Dr Minh-Son To and his team will focus on detecting lesion changes on images taken over an extended period, since the appearance of new lesions or evidence of new activity can influence choice of therapy. Once they have validated this on a retrospective dataset, they will develop a software interface for deploying this tool in a clinical environment. This will enable future prospective trials to take place.

Project Outcomes

Dr Minh-Son To and his team worked on a project employing advanced AI to analyse MRI scans of individuals diagnosed with MS. Their primary goal was to develop algorithms that could automatically detect changes in lesions over time, aiding radiologists in interpreting and reporting the scans. Additionally, they aimed to link these changes with the treatments people with MS were undergoing to potentially personalise their care.

The team successfully engineered a groundbreaking AI algorithm specifically designed to detect alterations in lesions.
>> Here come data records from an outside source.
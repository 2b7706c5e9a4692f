use berryclub::ledger::AccountId;
use chrono::Utc;
use color_eyre::eyre::{
    Result,
    WrapErr,
};
use serde::{
    Deserialize,
    Serialize,
};
use std::{
    fs,
    path::{
        Path,
        PathBuf,
    },
};

const SESSION_FILE: &str = "session.json";

/// The signed-in account, persisted between runs.
#[derive(Clone, Debug, Eq, PartialEq, Serialize, Deserialize)]
pub struct SessionRecord {
    pub account_id: AccountId,
    pub network: String,
    pub connected_at: String,
}

impl SessionRecord {
    pub fn new(account_id: AccountId, network: impl Into<String>) -> Self {
        Self {
            account_id,
            network: network.into(),
            connected_at: Utc::now().to_rfc3339(),
        }
    }
}

#[derive(Clone, Debug)]
pub struct SessionStore {
    path: PathBuf,
}

impl SessionStore {
    pub fn new(data_dir: &Path) -> Result<Self> {
        let path = ensure_store(data_dir)?;
        Ok(Self { path })
    }

    /// `None` when nobody is signed in.
    pub fn load(&self) -> Result<Option<SessionRecord>> {
        read_record(&self.path)
    }

    pub fn save(&self, record: &SessionRecord) -> Result<()> {
        write_record(&self.path, record)
    }

    pub fn clear(&self) -> Result<()> {
        if self.path.exists() {
            fs::remove_file(&self.path).wrap_err("Failed to remove session file")?;
        }
        Ok(())
    }

    pub fn path(&self) -> &Path {
        &self.path
    }
}

fn ensure_store(data_dir: &Path) -> Result<PathBuf> {
    if !data_dir.exists() {
        fs::create_dir_all(data_dir).wrap_err_with(|| {
            format!("Failed to create data directory {}", data_dir.display())
        })?;
    }
    Ok(data_dir.join(SESSION_FILE))
}

fn read_record(path: impl AsRef<Path>) -> Result<Option<SessionRecord>> {
    let path = path.as_ref();
    if !path.exists() {
        return Ok(None);
    }
    let data = fs::read(path).wrap_err("Failed to read session file")?;
    if data.is_empty() {
        return Ok(None);
    }
    let record = serde_json::from_slice::<SessionRecord>(&data)
        .wrap_err("Failed to parse session file JSON")?;
    Ok(Some(record))
}

fn write_record(path: impl AsRef<Path>, record: &SessionRecord) -> Result<()> {
    let json = serde_json::to_vec_pretty(record).wrap_err("Failed to serialize session")?;
    fs::write(path.as_ref(), json).wrap_err("Failed to write session file")?;
    Ok(())
}

#[cfg(test)]
mod tests {
    #![allow(non_snake_case)]
    use super::*;

    #[test]
    fn session_store__missing_file_means_signed_out() {
        // given
        let dir = tempfile::tempdir().unwrap();
        let store = SessionStore::new(dir.path()).unwrap();

        // when
        let record = store.load().unwrap();

        // then
        assert_eq!(record, None);
    }

    #[test]
    fn session_store__save_then_load_then_clear() {
        // given
        let dir = tempfile::tempdir().unwrap();
        let store = SessionStore::new(&dir.path().join("nested")).unwrap();
        let record = SessionRecord::new(AccountId::parse("alice.near").unwrap(), "mainnet");

        // when
        store.save(&record).unwrap();
        let loaded = store.load().unwrap();
        store.clear().unwrap();

        // then
        assert_eq!(loaded, Some(record));
        assert_eq!(store.load().unwrap(), None);
        assert!(!store.path().exists());
    }

    #[test]
    fn session_store__corrupt_file_is_an_error() {
        // given
        let dir = tempfile::tempdir().unwrap();
        let store = SessionStore::new(dir.path()).unwrap();
        fs::write(store.path(), b"{not json").unwrap();

        // when
        let result = store.load();

        // then
        assert!(result.is_err());
    }
}
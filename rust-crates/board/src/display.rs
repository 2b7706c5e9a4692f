use serde_json::Value;

pub const CURRENCY_GLYPH: &str = "🥑";
pub const DEFAULT_BALANCE: &str = "0.0000 🥑";
pub const SUPPLY_FALLBACK: &str = "-";

const TOKEN_SCALE: f64 = 1e18;
const BALANCE_FIELD: &str = "avocado_balance";

/// `value / 10^18` with four decimals and the currency glyph, or `None`
/// when the value is missing or not a number.
pub fn format_token_amount(value: &Value) -> Option<String> {
    let amount = match value {
        Value::String(raw) => parse_amount(raw)?,
        Value::Number(number) => number.as_f64()?,
        _ => return None,
    };
    Some(format!("{:.4} {CURRENCY_GLYPH}", amount / TOKEN_SCALE))
}

fn parse_amount(raw: &str) -> Option<f64> {
    let amount = raw.trim().parse::<f64>().ok()?;
    amount.is_finite().then_some(amount)
}

pub fn supply_text(value: &Value) -> String {
    format_token_amount(value).unwrap_or_else(|| SUPPLY_FALLBACK.to_string())
}

/// Balance text for the `get_account` result. The contract answers `null` for
/// accounts it has never seen.
pub fn balance_text(account: Option<&Value>) -> String {
    account
        .and_then(|account| account.get(BALANCE_FIELD))
        .and_then(format_token_amount)
        .unwrap_or_else(|| DEFAULT_BALANCE.to_string())
}
use base64::{
    Engine,
    engine::general_purpose::STANDARD,
};
use std::fmt;

const ROW_HEADER_LEN: usize = 4;
const PIXEL_RECORD_LEN: usize = 8;
const RGB_MASK: u32 = 0x00ff_ffff;

/// One board cell color as read from a pixel record.
///
/// The raw little-endian word is kept as is; everything that renders the
/// color goes through [`Color::rgb`], which drops the top byte.
#[derive(Clone, Copy, Debug, Default, Eq, PartialEq, Hash)]
pub struct Color(u32);

impl Color {
    pub const fn from_raw(raw: u32) -> Self {
        Self(raw)
    }

    pub const fn raw(self) -> u32 {
        self.0
    }

    pub const fn rgb(self) -> u32 {
        self.0 & RGB_MASK
    }

    pub const fn red(self) -> u8 {
        (self.rgb() >> 16) as u8
    }

    pub const fn green(self) -> u8 {
        (self.rgb() >> 8) as u8
    }

    pub const fn blue(self) -> u8 {
        self.rgb() as u8
    }

    /// Zero padded, lowercase, six hex digits.
    pub fn hex(self) -> String {
        format!("{:06x}", self.rgb())
    }
}

impl fmt::Display for Color {
    fn fmt(&self, f: &mut fmt::Formatter<'_>) -> fmt::Result {
        write!(f, "{:06x}", self.rgb())
    }
}

/// Raw bytes of one encoded row.
///
/// Iterating is lazy and can be repeated; a row that failed to decode is
/// simply empty.
#[derive(Clone, Debug, Default, Eq, PartialEq)]
pub struct DecodedLine {
    bytes: Vec<u8>,
}

impl DecodedLine {
    pub fn from_bytes(bytes: Vec<u8>) -> Self {
        Self { bytes }
    }

    pub fn colors(&self) -> Colors<'_> {
        let records = self.bytes.get(ROW_HEADER_LEN..).unwrap_or_default();
        Colors {
            records: records.chunks_exact(PIXEL_RECORD_LEN),
        }
    }

    /// Number of complete pixel records after the header.
    pub fn len(&self) -> usize {
        self.bytes.len().saturating_sub(ROW_HEADER_LEN) / PIXEL_RECORD_LEN
    }

    pub fn is_empty(&self) -> bool {
        self.len() == 0
    }
}

impl<'a> IntoIterator for &'a DecodedLine {
    type Item = Color;
    type IntoIter = Colors<'a>;

    fn into_iter(self) -> Self::IntoIter {
        self.colors()
    }
}

pub struct Colors<'a> {
    records: std::slice::ChunksExact<'a, u8>,
}

impl Iterator for Colors<'_> {
    type Item = Color;

    fn next(&mut self) -> Option<Self::Item> {
        let record = self.records.next()?;
        let word = [record[0], record[1], record[2], record[3]];
        Some(Color::from_raw(u32::from_le_bytes(word)))
    }

    fn size_hint(&self) -> (usize, Option<usize>) {
        self.records.size_hint()
    }
}

impl ExactSizeIterator for Colors<'_> {}

/// Decode a base64 row token. Invalid input decodes to an empty row.
pub fn decode_line(encoded: &str) -> DecodedLine {
    match STANDARD.decode(encoded.trim()) {
        Ok(bytes) => DecodedLine::from_bytes(bytes),
        Err(err) => {
            tracing::debug!(error = %err, "discarding undecodable board row");
            DecodedLine::default()
        }
    }
}

/// The whole board, row-major. Built once per reconciliation pass and
/// shared read-only afterwards.
#[derive(Clone, Debug, Default, Eq, PartialEq)]
pub struct BoardSnapshot {
    rows: Vec<Vec<Color>>,
}

impl BoardSnapshot {
    pub fn from_lines<S: AsRef<str>>(lines: &[S]) -> Self {
        let rows = lines
            .iter()
            .map(|line| decode_line(line.as_ref()).colors().collect())
            .collect();
        Self { rows }
    }

    pub fn from_rows(rows: Vec<Vec<Color>>) -> Self {
        Self { rows }
    }

    pub fn rows(&self) -> &[Vec<Color>] {
        &self.rows
    }

    pub fn row(&self, index: usize) -> Option<&[Color]> {
        self.rows.get(index).map(Vec::as_slice)
    }

    pub fn height(&self) -> usize {
        self.rows.len()
    }

    pub fn width(&self) -> usize {
        self.rows.iter().map(Vec::len).max().unwrap_or(0)
    }
}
However, they encountered challenges when attempting to forecast these changes over time and establish connections with the therapies being administered. As a result, they didn't pursue correlation with treatment.

The team used a special type of smart computer system called 'generative adversarial networks' (GANs) for this project. These networks have two parts that work against each other - one to create realistic images and the other to tell real from fake images. They cleverly used one of these parts to spot differences between two pictures, which had never been done before in this kind of computer learning.
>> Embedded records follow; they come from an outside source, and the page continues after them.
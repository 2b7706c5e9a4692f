use crate::{
    near_cli::NearCli,
    session_store::{
        SessionRecord,
        SessionStore,
    },
    wallets::{
        self,
        KeySummary,
    },
};
use async_trait::async_trait;
use berryclub::{
    ledger::{
        AccountId,
        TransactionRequest,
        TransactionResult,
    },
    session::{
        SessionChannels,
        SessionEvent,
        WalletError,
        WalletErrorKind,
        WalletSession,
    },
};
use std::path::PathBuf;
use tokio::sync::{
    broadcast,
    watch,
};
use tracing::{
    debug,
    info,
    warn,
};

/// Wallet session backed by the legacy NEAR key store on disk. Identity is
/// persisted in the [`SessionStore`]; signing is done by the NEAR CLI.
pub struct KeychainWallet {
    network: String,
    credentials_dir: PathBuf,
    store: SessionStore,
    cli: NearCli,
    channels: SessionChannels,
}

impl KeychainWallet {
    pub fn new(
        network: impl Into<String>,
        credentials_dir: PathBuf,
        store: SessionStore,
        cli: NearCli,
    ) -> Self {
        Self {
            network: network.into(),
            credentials_dir,
            store,
            cli,
            channels: SessionChannels::new(),
        }
    }

    /// Accounts that have a key file and could be signed in with.
    pub fn available_accounts(&self) -> Result<Vec<AccountId>, WalletError> {
        let credentials = wallets::list_credentials(&self.credentials_dir)
            .map_err(|err| WalletError::new(WalletErrorKind::Storage, format!("{err:#}")))?;
        Ok(credentials.into_iter().map(|c| c.account_id).collect())
    }

    fn check_credentials(&self, account_id: &AccountId) -> Result<KeySummary, WalletError> {
        let descriptor = wallets::find_credentials(&self.credentials_dir, account_id)
            .map_err(|err| WalletError::new(WalletErrorKind::NotFound, format!("{err:#}")))?;
        wallets::validate_key_file(&descriptor)
            .map_err(|err| WalletError::new(WalletErrorKind::Storage, format!("{err:#}")))
    }
}

fn storage_error(err: color_eyre::eyre::Report) -> WalletError {
    WalletError::new(WalletErrorKind::Storage, format!("{err:#}"))
}

#[async_trait]
impl WalletSession for KeychainWallet {
    async fn restore(&self) -> Result<Option<AccountId>, WalletError> {
        let record = match self.store.load() {
            Ok(record) => record,
            Err(err) => {
                self.channels.resolve(None);
                return Err(storage_error(err));
            }
        };
        let Some(record) = record else {
            self.channels.resolve(None);
            return Ok(None);
        };
        if record.network != self.network {
            info!(
                account = %record.account_id,
                saved = %record.network,
                "Ignoring session saved for another network"
            );
            self.channels.resolve(None);
            return Ok(None);
        }
        let summary = match self.check_credentials(&record.account_id) {
            Ok(summary) => summary,
            Err(err) => {
                self.channels.resolve(None);
                return Err(err);
            }
        };
        debug!(account = %summary.account_id, public_key = %summary.public_key, "Session key found");
        self.channels.resolve(Some(record.account_id.clone()));
        Ok(Some(record.account_id))
    }

    async fn connect(&self, account_id: &AccountId) -> Result<AccountId, WalletError> {
        let summary = self.check_credentials(account_id)?;
        let record = SessionRecord::new(account_id.clone(), self.network.clone());
        self.store.save(&record).map_err(storage_error)?;
        info!(
            account = %summary.account_id,
            public_key = %summary.public_key,
            session = %self.store.path().display(),
            "Signed in"
        );
        self.channels.set_connected(account_id.clone());
        Ok(account_id.clone())
    }

    async fn disconnect(&self) -> Result<(), WalletError> {
        self.store.clear().map_err(storage_error)?;
        info!("Signed out");
        self.channels.set_disconnected();
        Ok(())
    }

    fn account_id(&self) -> Option<AccountId> {
        self.channels.current()
    }

    async fn send_transaction(
        &self,
        request: TransactionRequest,
    ) -> Result<TransactionResult, WalletError> {
        match self.account_id() {
            Some(account) if account == request.signer_id => {}
            Some(account) => {
                warn!(%account, signer = %request.signer_id, "signer is not the connected account");
                return Err(WalletError::new(
                    WalletErrorKind::NotConnected,
                    format!("{} is not signed in", request.signer_id),
                ));
            }
            None => {
                return Err(WalletError::new(
                    WalletErrorKind::NotConnected,
                    "wallet is not connected",
                ));
            }
        }
        self.cli.send(&request).await
    }

    fn subscribe(&self) -> broadcast::Receiver<SessionEvent> {
        self.channels.subscribe()
    }

    fn account_changes(&self) -> watch::Receiver<Option<AccountId>> {
        self.channels.account_changes()
    }
}

#[cfg(test)]
mod tests {
    #![allow(non_snake_case)]
    use super::*;
    use berryclub::submitter::{
        Intent,
        build_action,
    };
    use serde_json::json;
    use std::{
        fs,
        path::Path,
    };
    use tempfile::TempDir;

    struct TestContext {
        _dir: TempDir,
        credentials: PathBuf,
        data: PathBuf,
    }

    impl TestContext {
        fn new() -> Self {
            let dir = tempfile::tempdir().unwrap();
            let credentials = dir.path().join("credentials");
            let data = dir.path().join("data");
            fs::create_dir_all(&credentials).unwrap();
            Self {
                _dir: dir,
                credentials,
                data,
            }
        }

        fn add_key(&self, account: &str) {
            write_key(&self.credentials, account);
        }

        fn wallet(&self, network: &str) -> KeychainWallet {
            KeychainWallet::new(
                network,
                self.credentials.clone(),
                SessionStore::new(&self.data).unwrap(),
                NearCli::new("/definitely/not/a/near-cli", network),
            )
        }
    }

    fn write_key(dir: &Path, account: &str) {
        let body = json!({
            "account_id": account,
            "public_key": "ed25519:8hSHprDq2StXwMtNd43wDTXQYsjXcD4MJTXQYsjXcc",
            "private_key": "ed25519:3D4YudUahN1nawWogh8pAKSj92sUNMdbZGjn7kERKzYo"
        });
        fs::write(
            dir.join(format!("{account}.json")),
            serde_json::to_vec(&body).unwrap(),
        )
        .unwrap();
    }

    fn alice() -> AccountId {
        AccountId::parse("alice.near").unwrap()
    }

    #[tokio::test]
    async fn restore__empty_store_resolves_signed_out() {
        // given
        let ctx = TestContext::new();
        let wallet = ctx.wallet("mainnet");
        let changes = wallet.account_changes();

        // when
        let restored = wallet.restore().await.unwrap();

        // then
        assert_eq!(restored, None);
        assert!(changes.has_changed().unwrap());
        assert!(!wallet.is_connected());
    }

    #[tokio::test]
    async fn connect__persists_session_for_next_run() {
        // given
        let ctx = TestContext::new();
        ctx.add_key("alice.near");
        let wallet = ctx.wallet("mainnet");
        let mut events = wallet.subscribe();

        // when
        wallet.connect(&alice()).await.unwrap();
        let next_run = ctx.wallet("mainnet");
        let restored = next_run.restore().await.unwrap();

        // then
        assert_eq!(events.try_recv().unwrap(), SessionEvent::Connected(alice()));
        assert_eq!(restored, Some(alice()));
        assert_eq!(next_run.account_id(), Some(alice()));
    }

    #[tokio::test]
    async fn connect__without_key_file_is_not_found() {
        // given
        let ctx = TestContext::new();
        let wallet = ctx.wallet("mainnet");

        // when
        let err = wallet.connect(&alice()).await.unwrap_err();

        // then
        assert_eq!(err.kind(), WalletErrorKind::NotFound);
        assert_eq!(wallet.account_id(), None);
    }

    #[tokio::test]
    async fn restore__ignores_session_from_other_network() {
        // given
        let ctx = TestContext::new();
        ctx.add_key("alice.near");
        ctx.wallet("testnet").connect(&alice()).await.unwrap();

        // when
        let restored = ctx.wallet("mainnet").restore().await.unwrap();

        // then
        assert_eq!(restored, None);
    }

    #[tokio::test]
    async fn restore__removed_key_file_fails_without_identity() {
        // given
        let ctx = TestContext::new();
        ctx.add_key("alice.near");
        ctx.wallet("mainnet").connect(&alice()).await.unwrap();
        fs::remove_file(ctx.credentials.join("alice.near.json")).unwrap();
        let wallet = ctx.wallet("mainnet");

        // when
        let err = wallet.restore().await.unwrap_err();

        // then
        assert_eq!(err.kind(), WalletErrorKind::NotFound);
        assert_eq!(wallet.account_id(), None);
    }

    #[tokio::test]
    async fn disconnect__clears_session_and_notifies() {
        // given
        let ctx = TestContext::new();
        ctx.add_key("alice.near");
        let wallet = ctx.wallet("mainnet");
        wallet.connect(&alice()).await.unwrap();
        let mut events = wallet.subscribe();

        // when
        wallet.disconnect().await.unwrap();

        // then
        assert_eq!(events.try_recv().unwrap(), SessionEvent::Disconnected);
        assert_eq!(ctx.wallet("mainnet").restore().await.unwrap(), None);
    }

    #[tokio::test]
    async fn send_transaction__requires_connected_signer() {
        // given
        let ctx = TestContext::new();
        let wallet = ctx.wallet("mainnet");
        let request = TransactionRequest {
            signer_id: alice(),
            receiver_id: "berryclub.ek.near".to_string(),
            actions: vec![build_action(Intent::BuyTokens, 0, 50)],
        };

        // when
        let err = wallet.send_transaction(request).await.unwrap_err();

        // then
        assert_eq!(err.kind(), WalletErrorKind::NotConnected);
    }

    #[tokio::test]
    async fn send_transaction__missing_cli_is_unavailable() {
        // given
        let ctx = TestContext::new();
        ctx.add_key("alice.near");
        let wallet = ctx.wallet("mainnet");
        wallet.connect(&alice()).await.unwrap();
        let request = TransactionRequest {
            signer_id: alice(),
            receiver_id: "berryclub.ek.near".to_string(),
            actions: vec![build_action(Intent::DrawPixel, 7, 50)],
        };

        // when
        let err = wallet.send_transaction(request).await.unwrap_err();

        // then
        assert_eq!(err.kind(), WalletErrorKind::Unavailable);
    }

    #[test]
    fn check_credentials__summarises_the_public_key() {
        // given
        let ctx = TestContext::new();
        ctx.add_key("alice.near");

        // when
        let summary = ctx.wallet("mainnet").check_credentials(&alice()).unwrap();

        // then
        assert_eq!(summary.account_id, alice());
        assert_eq!(
            summary.public_key,
            "ed25519:8hSHprDq2StXwMtNd43wDTXQYsjXcD4MJTXQYsjXcc"
        );
    }

    #[test]
    fn available_accounts__lists_key_files() {
        // given
        let ctx = TestContext::new();
        ctx.add_key("bob.near");
        ctx.add_key("alice.near");

        // when
        let accounts = ctx.wallet("mainnet").available_accounts().unwrap();

        // then
        assert_eq!(
            accounts,
            vec![alice(), AccountId::parse("bob.near").unwrap()]
        );
    }
}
This part they used could make a kind of map showing where new or changing spots appeared in the scans. It helped doctors quickly see the areas that were different in the pictures. However, it was not able to guess how the spots might change over time. The team thought this may be because the computer was trained for one job but not performing as well in other related tasks in this setup.

Despite the challenges, they built a software system that could retrieve old MRI images from hospital records, process them for analysis by AI, and then convert them back to a format that doctors normally use. This was designed to test how well their AI can detect changes in these images. Currently, they're in the process of preparing this evaluation with radiologists and trainees in their local radiology department, although this phase isn't yet completed.

Ultimately, Dr To and the team hope this technology will assist medical professionals in better understanding and treating MS.

Updated: 31 March 2023

Updated: 16 November, 2021

Stages of the research process

Fundamental laboratory

Laboratory research that investigates scientific theories behind the possible causes, disease progression, ways to diagnose and better treat MS.

Lab to clinic timeline: 10+ years

Research that builds on fundamental scientific research to develop new therapies, medical procedures or diagnostics and advances it closer to the clinic.

Lab to clinic timeline: 5+ years
Clinical Studies
and Clinical Trials

Clinical research is the culmination of fundamental and translational research turning those research discoveries into treatments and interventions for people with MS.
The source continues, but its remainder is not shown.